Three million lives: this is roughly equivalent to the loss of population in Berlin, Chicago or Taipei. The staircase is so stunning that sometimes it only starts to feel real in places like cemeteries.
According to a New York Times database, the total number of deaths in the world, Covid-19, exceeded three million on Saturday. More than 100,000 people have died of Covid-19 in France. Mortality rates are rising in Michigan. Morgues in some cities in India are full of corpses.
And as the United States and other rich nations struggle to vaccinate their populations, new hot spots have emerged in parts of Asia, Eastern Europe and Latin America.
The overall death rate is also accelerating. After the coronavirus appeared in the Chinese city of Wuhan, the pandemic claimed one million lives in nine months.
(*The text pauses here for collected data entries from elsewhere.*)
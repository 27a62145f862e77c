//! Call lifecycle for vidcall
//!
//! A [`CallStateMachine`] governs the accept, reject and join handshake of
//! one call through a fixed table of legal stage transitions. Joining can
//! only be reached from idle or accepted, so an inbound call cannot be
//! joined before it was accepted.

pub mod config;
pub mod error;
pub mod machine;
pub mod stage;

#[cfg(any(test, feature = "testing"))]
pub mod testing;

pub use config::{JoinInput, JoinRetryPolicy};
pub use error::{CallError, CallResult};
pub use machine::{CallActions, CallStateMachine, StageOutcome};
pub use stage::{AcceptCallResponse, CallStage, RejectCallResponse, StageId, StageTransition};

/// Prelude module with commonly used types
pub mod prelude {
    pub use crate::config::JoinInput;
    pub use crate::error::{CallError, CallResult};
    pub use crate::machine::{CallActions, CallStateMachine};
    pub use crate::stage::{CallStage, StageId};
}
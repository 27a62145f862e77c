//! Error types for the statistics pipeline

use thiserror::Error;
use vidcall_peer_core::PeerError;
use vidcall_signal_core::SignalError;

/// Result type for statistics operations
pub type StatsResult<T> = Result<T, StatsError>;

/// Errors raised while collecting or delivering statistics
#[derive(Debug, Clone, Error, PartialEq)]
pub enum StatsError {
    /// Nothing has been collected yet
    #[error("No statistics report available")]
    NoReport,

    /// Delivery needs an SFU adapter and a session
    #[error("Statistics delivery is not configured: {reason}")]
    NotConfigured { reason: String },

    /// A report could not be serialized
    #[error("Failed to encode {what}: {message}")]
    Encoding { what: String, message: String },

    /// Reading native statistics failed
    #[error(transparent)]
    Peer(#[from] PeerError),

    /// Sending the report failed
    #[error(transparent)]
    Signal(#[from] SignalError),
}

impl StatsError {
    pub fn not_configured(reason: impl Into<String>) -> Self {
        Self::NotConfigured { reason: reason.into() }
    }

    pub fn encoding(what: impl Into<String>, error: &serde_json::Error) -> Self {
        Self::Encoding {
            what: what.into(),
            message: error.to_string(),
        }
    }
}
It took another four months to kill his second million and only three months to kill another million.
“We are running out of space,” Mohammed Shamin, a gravedigger in New Delhi’s largest Muslim cemetery, said on Saturday. “If we don’t get more space, you’ll soon see rotting corpses on the streets.”
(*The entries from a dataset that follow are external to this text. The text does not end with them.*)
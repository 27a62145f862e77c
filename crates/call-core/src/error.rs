//! Error types for the call lifecycle

use thiserror::Error;
use vidcall_signal_core::SignalError;

use crate::stage::StageId;

/// Result type for call lifecycle operations
pub type CallResult<T> = Result<T, CallError>;

/// Errors raised while accepting, rejecting or joining a call
#[derive(Debug, Clone, Error, PartialEq)]
pub enum CallError {
    /// The action executed by a stage failed
    #[error("{stage} failed: {message}")]
    ActionFailed { stage: StageId, message: String },

    /// The call went away before the stage could run
    #[error("Call released before {stage} completed")]
    CallReleased { stage: StageId },

    /// The requested operation was given unusable input
    #[error("Invalid input: {reason}")]
    InvalidInput { reason: String },

    /// Signaling error raised by a call action
    #[error(transparent)]
    Signal(#[from] SignalError),
}

impl CallError {
    /// Create an action failure from an embedder error
    pub fn action_failed(stage: StageId, error: &anyhow::Error) -> Self {
        if let Some(signal) = error.downcast_ref::<SignalError>() {
            return Self::Signal(signal.clone());
        }
        Self::ActionFailed {
            stage,
            message: format!("{:#}", error),
        }
    }

    /// Create a released-call error
    pub fn call_released(stage: StageId) -> Self {
        Self::CallReleased { stage }
    }

    /// Create an invalid input error
    pub fn invalid_input(reason: impl Into<String>) -> Self {
        Self::InvalidInput { reason: reason.into() }
    }
}

#[cfg(test)]
mod tests {
    use super::*;

    #[test]
    fn test_signal_errors_keep_their_type() {
        let error = anyhow::Error::new(SignalError::not_connected("join"));
        assert_eq!(
            CallError::action_failed(StageId::Joining, &error),
            CallError::Signal(SignalError::not_connected("join"))
        );
    }

    #[test]
    fn test_other_errors_carry_context() {
        let error = anyhow::anyhow!("timed out").context("join call");
        let CallError::ActionFailed { stage, message } = CallError::action_failed(StageId::Joining, &error) else {
            panic!("expected an action failure");
        };
        assert_eq!(stage, StageId::Joining);
        assert_eq!(message, "join call: timed out");
    }
}
use tracing::{debug, warn};

use crate::actions::{AudioAction, AudioSessionAction};
use crate::error::AudioResult;
use crate::reducers::Reducer;
use crate::state::AudioStoreState;

/// Derives stereo playout availability
///
/// Stereo is available when the route and the mode both support it, and
/// enabled when it is also preferred and a device module exists. Runs last
/// so it sees the route and mode the earlier reducers produced.
#[derive(Debug, Default)]
pub struct StereoReducer;

impl StereoReducer {
    pub fn new() -> Self {
        Self
    }

    fn affects_stereo(action: &AudioAction) -> bool {
        match action {
            AudioAction::SetCurrentRoute(_)
            | AudioAction::SetStereoPlayoutPreferred(_)
            | AudioAction::SetAudioDeviceModule(_) => true,
            AudioAction::AudioSession(action) => !matches!(action, AudioSessionAction::SetOverrideOutputPort(_)),
            _ => false,
        }
    }
}

impl Reducer for StereoReducer {
    fn name(&self) -> &'static str {
        "stereo"
    }

    fn reduce(&self, mut state: AudioStoreState, action: &AudioAction) -> AudioResult<AudioStoreState> {
        if !Self::affects_stereo(action) {
            return Ok(state);
        }

        let available = state.current_route.supports_stereo_playout()
            && state.audio_session_configuration.mode.supports_stereo_playout();
        let playout = &mut state.stereo_configuration.playout;
        let enabled = playout.preferred && available && state.audio_device_module.is_some();

        if playout.enabled != enabled {
            if let Some(module) = &state.audio_device_module {
                // Hardware refusal only disables stereo
                if let Err(e) = module.set_stereo_playout_enabled(enabled) {
                    warn!(error = %e, "Unable to update stereo playout");
                    playout.available = available;
                    playout.enabled = false;
                    return Ok(state);
                }
            }
            debug!(enabled, available, "Stereo playout updated");
        }

        playout.available = available;
        playout.enabled = enabled;
        Ok(state)
    }
}

#[cfg(test)]
mod tests {
    use super::*;
    use std::sync::Arc;

    use crate::session::{AudioCategory, AudioMode, AudioPort, AudioRoute, CategoryOptions, PortType};
    use crate::testing::MockAudioDeviceModule;

    fn stereo_route() -> AudioRoute {
        AudioRoute::new(
            Vec::new(),
            vec![AudioPort::new(PortType::Headphones, "Headphones", "hp", 2)],
        )
    }

    fn state_with_module(module: Arc<MockAudioDeviceModule>) -> AudioStoreState {
        let mut state = AudioStoreState::default();
        state.audio_device_module = Some(module);
        state.stereo_configuration.playout.preferred = true;
        state
    }

    #[test]
    fn test_requires_route_and_mode_support() {
        let module = Arc::new(MockAudioDeviceModule::new());
        let reducer = StereoReducer::new();

        let mut state = state_with_module(module.clone());
        state.current_route = stereo_route();

        let state = reducer
            .reduce(state, &AudioAction::SetCurrentRoute(stereo_route()))
            .unwrap();
        assert!(state.stereo_configuration.playout.available);
        assert!(state.stereo_configuration.playout.enabled);
        assert_eq!(module.stereo_playout_updates(), vec![true]);

        let mut voice = state.clone();
        voice.audio_session_configuration.mode = AudioMode::VoiceChat;
        let state = reducer
            .reduce(
                voice,
                &AudioAction::AudioSession(AudioSessionAction::SetCategoryAndMode(
                    AudioCategory::PlayAndRecord,
                    AudioMode::VoiceChat,
                )),
            )
            .unwrap();
        assert!(!state.stereo_configuration.playout.available);
        assert!(!state.stereo_configuration.playout.enabled);
        assert_eq!(module.stereo_playout_updates(), vec![true, false]);
    }

    #[test]
    fn test_not_enabled_without_preference() {
        let module = Arc::new(MockAudioDeviceModule::new());
        let mut state = state_with_module(module.clone());
        state.stereo_configuration.playout.preferred = false;
        state.current_route = stereo_route();

        let state = StereoReducer::new()
            .reduce(
                state,
                &AudioAction::AudioSession(AudioSessionAction::SetCategoryOptions(CategoryOptions::NONE)),
            )
            .unwrap();
        assert!(state.stereo_configuration.playout.available);
        assert!(!state.stereo_configuration.playout.enabled);
        assert!(module.stereo_playout_updates().is_empty());
    }
}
Deaths are the most tragic aspect of the pandemic, but they are not the only cost.
Many millions more have been infected with the virus, some with effects that can last for years or even a lifetime. Livelihoods were destroyed. Global work and travel have been disrupted in profound and potentially long-lasting ways.
The official balance sheet almost certainly does not take into account all the pandemic deaths in the world. Some of these deaths could have been wrongly attributed to other causes, such as the flu or pneumonia, while others died as a result of extensive life disruptions.
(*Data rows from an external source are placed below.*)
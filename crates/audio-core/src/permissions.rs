//! Microphone permission requests

use std::sync::Arc;

use tracing::{info, warn};

use crate::actions::AudioAction;
use crate::error::AudioResult;
use crate::hardware::AudioSessionHardware;
use crate::store::Dispatcher;

/// Requests microphone permission and records the answer in the store
#[derive(Clone)]
pub struct PermissionStore {
    hardware: Arc<dyn AudioSessionHardware>,
    dispatcher: Dispatcher,
}

impl PermissionStore {
    pub fn new(hardware: Arc<dyn AudioSessionHardware>, dispatcher: Dispatcher) -> Self {
        Self { hardware, dispatcher }
    }

    pub async fn request_microphone_permission(&self) -> AudioResult<bool> {
        let granted = match self.hardware.request_record_permission().await {
            Ok(granted) => granted,
            Err(e) => {
                warn!(error = %e, "Microphone permission request failed");
                self.dispatcher.dispatch(AudioAction::SetHasRecordingPermission(false));
                return Err(e);
            }
        };

        info!(granted, "Microphone permission resolved");
        self.dispatcher
            .dispatch(AudioAction::SetHasRecordingPermission(granted));
        Ok(granted)
    }
}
The pandemic has also exacerbated inequalities that were difficult to bear even on a regular basis.
Nanthana Chobcheun, 67, who works in a wet market in the Thai city of Bangsaen, said her income has dropped by half since the coronavirus broke out. But she can’t afford to stop working, she added, even as the number of cases in Thailand increases.
“Young, rich people enjoy the nightlife, even when there is a contagious disease, and they gather carelessly in the world,” said Nanthana, who has diabetes and high blood pressure on Saturday.
“For us, the little ones, and especially the old ones like me, it’s different,” she added, sitting in a chair in the middle of piles of dried fish.
Some parts of the world may turn the corner. The United States and the United Kingdom have seen declining death rates in recent weeks as they launch aggressive vaccination programs. In Israel, 56 percent of the population had been completely vaccinated since Friday, according to a New York Times tracker.
At the same time, new outbreaks continue to appear in rich countries. This shocked millions of people – from Madrid to Los Angeles – who once expected regular life to resume in tandem with vaccine launches.
In France, on the verge of a third national deadlock, a deep sense of fatigue and frustration has taken root in a seemingly endless cycle of coronavirus restrictions. The third blockade has limited outdoor activities, forced non-essential stores to close, banned travel between regions and closed schools for a month.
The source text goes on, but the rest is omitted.